The book is The Unnamed, by Joshua Ferris, published in January 2010 by Little, Brown and Company of New York. The copyright particulars list the book under 5 fiction categories including lawyers and psychology. The author is a young appearing man who, in his jacket publicity photo, looks something like one of those boyish computer nerds who became overnight millionaires in the 1990s.
He seems too young to have the experience or depth of understanding I found in his writing but in an interview about his first novel found on his personal website some explanation can be found. He cites his youth in the Florida Keys, college in Iowa, a stint working for an advertising agency (a subject of his first novel), a MFA degree in California during which he started that first novel, scrapped it, thought about it for some three years and finished it in fourteen weeks. It won numerous awards.
Many of the book reviews for this second novel call it a comedy, acidly funny, and Stephen King found it “Hilarious in a Catch 22 way, but with an undercurrent of sadness that works counterpoint to all the absurdity.” Personally I found nothing really funny about the story except perhaps in the way that satire can sometimes by funny. We can certainly laugh at some of the ridiculous things that happen in the character’s love story, in the story of his absurd compulsion to walk till he falls asleep, and in his lawyer’s story.
The story begins with the short sentence, “It was the cruelest winter.” It then plunges the reader into the first episode of compulsive walking that forces him to leave his office. It is the physical or mental condition that dominates the story. In this case he left his law office only lightly dressed and continued until he finally managed to get into a cab to take him home before falling asleep on the back seat. There we meet these main characters as Tim Farnsworth and his wife, Jane, as well as their only daughter, Becka, in what becomes a strange but touching love story.
Money appears to be no problem for this family and even when he is found sleeping in an alley or in a park flower bed, he always seems to have enough cash and access to his investments when he needs to prove his independence. Threading through the whole is Tim’s high intelligence and his twenty years as a successful attorney, making partner in one of New York’s largest and most prestigious law firms. He brings in millions of dollars in fees every year. His attempts to keep his affliction from his partners could be considered one of the comedic aspects of the story.

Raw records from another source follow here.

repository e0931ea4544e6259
//! The dashboard's map component and the page data around it.

pub mod component;
pub mod config;
pub mod data;

pub use component::*;
pub use config::*;
pub use data::*;
pub use formats::LoadError;
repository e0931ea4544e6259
//! Rescued-animal feed payload.
//!
//! The feed is a realtime-database dump: `data` holds month → day → animal
//! records (a day may hold a single record or arbitrarily nested arrays), and
//! `shelters` holds the shelter registry plus region-wide counters. Producers
//! are inconsistent about strings vs numbers, so scalar fields are read
//! leniently.

use serde::{Deserialize, Deserializer, Serialize};
use serde_json::Value;
use tracing::warn;

#[derive(Debug)]
pub enum FeedError {
    Json(serde_json::Error),
}

impl std::fmt::Display for FeedError {
    fn fmt(&self, f: &mut std::fmt::Formatter<'_>) -> std::fmt::Result {
        match self {
            FeedError::Json(e) => write!(f, "invalid feed payload: {e}"),
        }
    }
}

impl std::error::Error for FeedError {
    fn source(&self) -> Option<&(dyn std::error::Error + 'static)> {
        match self {
            FeedError::Json(e) => Some(e),
        }
    }
}

/// One animal as published by the feed. Every field is optional.
#[derive(Debug, Clone, Default, PartialEq, Serialize, Deserialize)]
#[serde(rename_all = "camelCase")]
pub struct AnimalRecord {
    #[serde(default, deserialize_with = "lenient_string")]
    pub desertion_no: Option<String>,
    #[serde(default, deserialize_with = "lenient_string")]
    pub process_state: Option<String>,
    #[serde(default, deserialize_with = "lenient_string")]
    pub happen_dt: Option<String>,
    #[serde(default, deserialize_with = "lenient_string")]
    pub notice_sdt: Option<String>,
    #[serde(default, deserialize_with = "lenient_string")]
    pub notice_no: Option<String>,
    #[serde(default, deserialize_with = "lenient_string")]
    pub kind_nm: Option<String>,
    #[serde(default, deserialize_with = "lenient_string")]
    pub sex_cd: Option<String>,
    #[serde(default, deserialize_with = "lenient_string")]
    pub age: Option<String>,
    #[serde(default, deserialize_with = "lenient_string")]
    pub weight: Option<String>,
    #[serde(default, deserialize_with = "lenient_string")]
    pub care_nm: Option<String>,
    #[serde(default, deserialize_with = "lenient_string")]
    pub care_addr: Option<String>,
    #[serde(default, deserialize_with = "lenient_string")]
    pub popfile1: Option<String>,
    #[serde(default, deserialize_with = "lenient_string")]
    pub popfile2: Option<String>,
}

impl AnimalRecord {
    pub fn state_contains(&self, needle: &str) -> bool {
        self.process_state
            .as_deref()
            .is_some_and(|s| s.contains(needle))
    }

    pub fn address_contains(&self, needle: &str) -> bool {
        self.care_addr.as_deref().is_some_and(|s| s.contains(needle))
    }
}

#[derive(Debug, Clone, Default, PartialEq, Deserialize)]
pub struct ShelterInfo {
    #[serde(default, rename = "careNm", deserialize_with = "lenient_string")]
    pub care_nm: Option<String>,
    #[serde(default, rename = "careAddr", deserialize_with = "lenient_string")]
    pub care_addr: Option<String>,
    /// Declared capacity; kept raw, see [`ShelterInfo::capacity`].
    #[serde(default, rename = "ACEPTNC_ABLTY_CNT")]
    pub capacity_raw: Option<Value>,
    #[serde(default, deserialize_with = "lenient_records")]
    pub animals: Vec<AnimalRecord>,
}

impl ShelterInfo {
    /// Capacity parsed from a number or a numeric string (leading integer part).
    pub fn capacity(&self) -> Option<i64> {
        match self.capacity_raw.as_ref()? {
            Value::Number(n) => n.as_i64().or_else(|| n.as_f64().map(|f| f.trunc() as i64)),
            Value::String(s) => leading_int(s),
            _ => None,
        }
    }
}

#[derive(Debug, Clone, Default, PartialEq, Deserialize)]
pub struct ShelterEntry {
    #[serde(default)]
    pub info: ShelterInfo,
}

/// Region-wide counters published next to the shelter list.
#[derive(Debug, Clone, Default, PartialEq, Deserialize)]
#[serde(rename_all = "camelCase")]
pub struct FeedMeta {
    #[serde(default)]
    pub total_shelters: Option<Value>,
    #[serde(default)]
    pub total_vet_person_cnt: Option<Value>,
    #[serde(default)]
    pub total_specs_person_cnt: Option<Value>,
}

impl FeedMeta {
    pub fn shelters(&self) -> u64 {
        lenient_count(self.total_shelters.as_ref())
    }

    pub fn vet_persons(&self) -> u64 {
        lenient_count(self.total_vet_person_cnt.as_ref())
    }

    pub fn specs_persons(&self) -> u64 {
        lenient_count(self.total_specs_person_cnt.as_ref())
    }
}

#[derive(Debug, Clone, Default, PartialEq, Deserialize)]
pub struct ShelterSection {
    #[serde(default)]
    pub list: Vec<ShelterEntry>,
    #[serde(default)]
    pub meta: FeedMeta,
}

#[derive(Debug, Clone, Default, PartialEq, Deserialize)]
pub struct ShelterFeed {
    /// month → day → records, kept raw until [`ShelterFeed::historical_animals`].
    #[serde(default)]
    pub data: Value,
    #[serde(default)]
    pub shelters: ShelterSection,
}

impl ShelterFeed {
    pub fn from_json_str(payload: &str) -> Result<Self, FeedError> {
        serde_json::from_str(payload).map_err(FeedError::Json)
    }

    /// Every animal record under `data`, months and days in key order.
    pub fn historical_animals(&self) -> Vec<AnimalRecord> {
        let mut out = Vec::new();
        for month in children(&self.data) {
            for day in children(month) {
                collect_records(day, &mut out);
            }
        }
        out
    }
}

fn children(v: &Value) -> Box<dyn Iterator<Item = &Value> + '_> {
    match v {
        Value::Object(map) => Box::new(map.values()),
        Value::Array(items) => Box::new(items.iter()),
        _ => Box::new(std::iter::empty()),
    }
}

/// Depth-first flatten: arrays recurse, objects are records, the rest is noise.
fn collect_records(v: &Value, out: &mut Vec<AnimalRecord>) {
    match v {
        Value::Array(items) => {
            for item in items {
                collect_records(item, out);
            }
        }
        Value::Object(_) => match AnimalRecord::deserialize(v) {
            Ok(record) => out.push(record),
            Err(e) => warn!("skipping unreadable animal record: {e}"),
        },
        _ => {}
    }
}

fn lenient_string<'de, D>(de: D) -> Result<Option<String>, D::Error>
where
    D: Deserializer<'de>,
{
    Ok(match Option::<Value>::deserialize(de)? {
        Some(Value::String(s)) => Some(s),
        Some(Value::Number(n)) => Some(n.to_string()),
        Some(Value::Bool(b)) => Some(b.to_string()),
        _ => None,
    })
}

fn lenient_records<'de, D>(de: D) -> Result<Vec<AnimalRecord>, D::Error>
where
    D: Deserializer<'de>,
{
    let raw = Option::<Value>::deserialize(de)?;
    let mut out = Vec::new();
    if let Some(v @ Value::Array(_)) = raw.as_ref() {
        collect_records(v, &mut out);
    }
    Ok(out)
}

fn leading_int(s: &str) -> Option<i64> {
    let t = s.trim();
    let end = t
        .char_indices()
        .find(|(i, c)| !(c.is_ascii_digit() || (*i == 0 && (*c == '-' || *c == '+'))))
        .map(|(i, _)| i)
        .unwrap_or(t.len());
    t[..end].parse().ok()
}

fn lenient_count(v: Option<&Value>) -> u64 {
    match v {
        Some(Value::Number(n)) => n.as_u64().unwrap_or(0),
        Some(Value::String(s)) => leading_int(s).and_then(|n| u64::try_from(n).ok()).unwrap_or(0),
        _ => 0,
    }
}
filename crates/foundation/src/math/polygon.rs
//! Planar ring helpers.
//!
//! Rings are open vertex lists; the closing edge from the last vertex back to
//! the first is implied. A duplicated closing vertex is harmless for both
//! helpers (it contributes a zero-length edge).

use super::Vec2;

/// Unsigned shoelace area of one ring.
pub fn ring_area(ring: &[Vec2]) -> f64 {
    if ring.len() < 3 {
        return 0.0;
    }
    let mut twice = 0.0;
    let mut j = ring.len() - 1;
    for i in 0..ring.len() {
        let (a, b) = (ring[j], ring[i]);
        twice += (a.x + b.x) * (a.y - b.y);
        j = i;
    }
    (twice * 0.5).abs()
}

/// Sum of [`ring_area`] over every ring.
pub fn rings_area(rings: &[Vec<Vec2>]) -> f64 {
    rings.iter().map(|r| ring_area(r)).sum()
}

/// Even-odd crossing test against the implicitly closed ring.
///
/// Rings with fewer than three vertices never contain anything.
pub fn point_in_ring(p: Vec2, ring: &[Vec2]) -> bool {
    if ring.len() < 3 {
        return false;
    }
    let mut inside = false;
    let mut j = ring.len() - 1;
    for i in 0..ring.len() {
        let (a, b) = (ring[i], ring[j]);
        if (a.y > p.y) != (b.y > p.y) {
            let x_cross = (b.x - a.x) * (p.y - a.y) / (b.y - a.y) + a.x;
            if p.x < x_cross {
                inside = !inside;
            }
        }
        j = i;
    }
    inside
}

#[cfg(test)]
mod tests {
    use super::{point_in_ring, ring_area, rings_area};
    use crate::math::Vec2;

    fn square(x0: f64, y0: f64, side: f64) -> Vec<Vec2> {
        vec![
            Vec2::new(x0, y0),
            Vec2::new(x0 + side, y0),
            Vec2::new(x0 + side, y0 + side),
            Vec2::new(x0, y0 + side),
        ]
    }

    #[test]
    fn area_ignores_winding() {
        let mut ring = square(0.0, 0.0, 2.0);
        assert_eq!(ring_area(&ring), 4.0);
        ring.reverse();
        assert_eq!(ring_area(&ring), 4.0);
    }

    #[test]
    fn area_tolerates_explicit_closing_vertex() {
        let mut ring = square(1.0, 1.0, 3.0);
        ring.push(ring[0]);
        assert_eq!(ring_area(&ring), 9.0);
    }

    #[test]
    fn degenerate_rings_have_no_area() {
        assert_eq!(ring_area(&[]), 0.0);
        assert_eq!(ring_area(&[Vec2::new(0.0, 0.0), Vec2::new(1.0, 1.0)]), 0.0);
    }

    #[test]
    fn combined_area_sums_rings() {
        let rings = vec![square(0.0, 0.0, 1.0), square(5.0, 5.0, 2.0)];
        assert_eq!(rings_area(&rings), 5.0);
    }

    #[test]
    fn point_in_ring_inside_and_outside() {
        let ring = square(0.0, 0.0, 10.0);
        assert!(point_in_ring(Vec2::new(5.0, 5.0), &ring));
        assert!(!point_in_ring(Vec2::new(15.0, 5.0), &ring));
        assert!(!point_in_ring(Vec2::new(5.0, -0.1), &ring));
    }

    #[test]
    fn concave_notch_is_outside() {
        // U shape: notch between x in (4, 6) above y = 4.
        let ring = vec![
            Vec2::new(0.0, 0.0),
            Vec2::new(10.0, 0.0),
            Vec2::new(10.0, 10.0),
            Vec2::new(6.0, 10.0),
            Vec2::new(6.0, 4.0),
            Vec2::new(4.0, 4.0),
            Vec2::new(4.0, 10.0),
            Vec2::new(0.0, 10.0),
        ];
        assert!(!point_in_ring(Vec2::new(5.0, 8.0), &ring));
        assert!(point_in_ring(Vec2::new(2.0, 8.0), &ring));
        assert!(point_in_ring(Vec2::new(5.0, 2.0), &ring));
    }

    #[test]
    fn empty_ring_contains_nothing() {
        assert!(!point_in_ring(Vec2::new(0.0, 0.0), &[]));
    }
}
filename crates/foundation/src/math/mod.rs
pub mod polygon;
pub mod precision;
pub mod projection;
pub mod vec;

pub use polygon::*;
pub use precision::*;
pub use projection::*;
pub use vec::*;
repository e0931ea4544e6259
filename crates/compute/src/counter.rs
/// Linear count-up used by the summary counters.
#[derive(Debug, Copy, Clone, PartialEq)]
pub struct CounterAnimation {
    pub target: u64,
    pub duration_ms: f64,
}

impl CounterAnimation {
    pub fn new(target: u64, duration_ms: f64) -> Self {
        Self {
            target,
            duration_ms,
        }
    }

    /// Progress in `[0, 1]`; a non-positive duration is complete immediately.
    pub fn progress(&self, elapsed_ms: f64) -> f64 {
        if self.duration_ms <= 0.0 {
            return 1.0;
        }
        (elapsed_ms / self.duration_ms).clamp(0.0, 1.0)
    }

    pub fn value_at(&self, elapsed_ms: f64) -> u64 {
        (self.target as f64 * self.progress(elapsed_ms)).floor() as u64
    }

    pub fn is_done(&self, elapsed_ms: f64) -> bool {
        self.progress(elapsed_ms) >= 1.0
    }
}

/// Thousands separators, as the counters display large totals.
pub fn format_grouped(n: u64) -> String {
    let digits = n.to_string();
    let mut out = String::with_capacity(digits.len() + digits.len() / 3);
    for (i, ch) in digits.chars().enumerate() {
        if i > 0 && (digits.len() - i) % 3 == 0 {
            out.push(',');
        }
        out.push(ch);
    }
    out
}
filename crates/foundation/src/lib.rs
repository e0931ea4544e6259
pub mod bounds;
pub mod math;

// Foundation crate: small, well-tested primitives only.
pub use bounds::*;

I found Tim’s mental process during the progress of the condition (one of the many doctors he had consulted had dubbed it benign idiopathic perambulation) quite fascinating and my need to continue from one page to the next of this novel almost as compelling as Tim’s inability to stop walking and hypnotic in its effect.
Being somewhat inclined to rely on chronological and geographical markers in my thoughts and scribbling, I was somewhat challenged to follow times and places as the tale proceeds, with somewhat sudden flashbacks appearing from time to time and never being completely sure where Tim is in his current walking exercise or how long the story takes to the end, in terms of Tim’s life. I was never sure whether the things and people he saw or talked about were real or part of his hallucinations.
It all ends sadly of course. Still, as you read you will find meaningful discussions about the American Dream and its consequences, about nature itself and our place in it, about the nature of God, about the existence of body and soul as separate entities and about the amazing abuse the body can take before it destroys itself.
Tim’s walking compulsion ends in a tent, during his last sleep, in a bedroll in an unnamed northern American mountain pass in the midst of a roaring blizzard, and I found the ending recounted on the last page strangely comforting:
He thought he might open his eyes to see if the silhouette of the falling snow continued to dapple the skin of the tent, but he decided not to exert himself unnecessarily. Instead he chose to do as he had done the night before: settle deep inside himself and listen to the strange, subtle operations going on inside his body. He listened for his heart to whisper its soft word. He listened for the breathing that lifted him up and down inside the bag. But listen … listen … listen was gone. His quiescent nerves gave no signals and received none. He detected nothing but an enormous, gentle stillness from the things he could name and those he couldn’t inside him, the organs and muscles, the cells and tissues. He never had to rise again, the silence informed him. never had to walk, never had to seek out food, never had to carry around the heavy and the weary weight, and in a measure of time that may have been the smallest natural unit known to man, or that may have been and may still remain all of eternity, he realized that he was still thinking, his mind was still afire, that he had just scored if not won the whole damn thing, and that the exquisite thought of his eternal rest was how delicious that cup of water was going to taste the instant it touched his lips.
If you are not easily put off by a modicum of sex and the occasional f… word and are otherwise intrigued, I think you should give the book a try.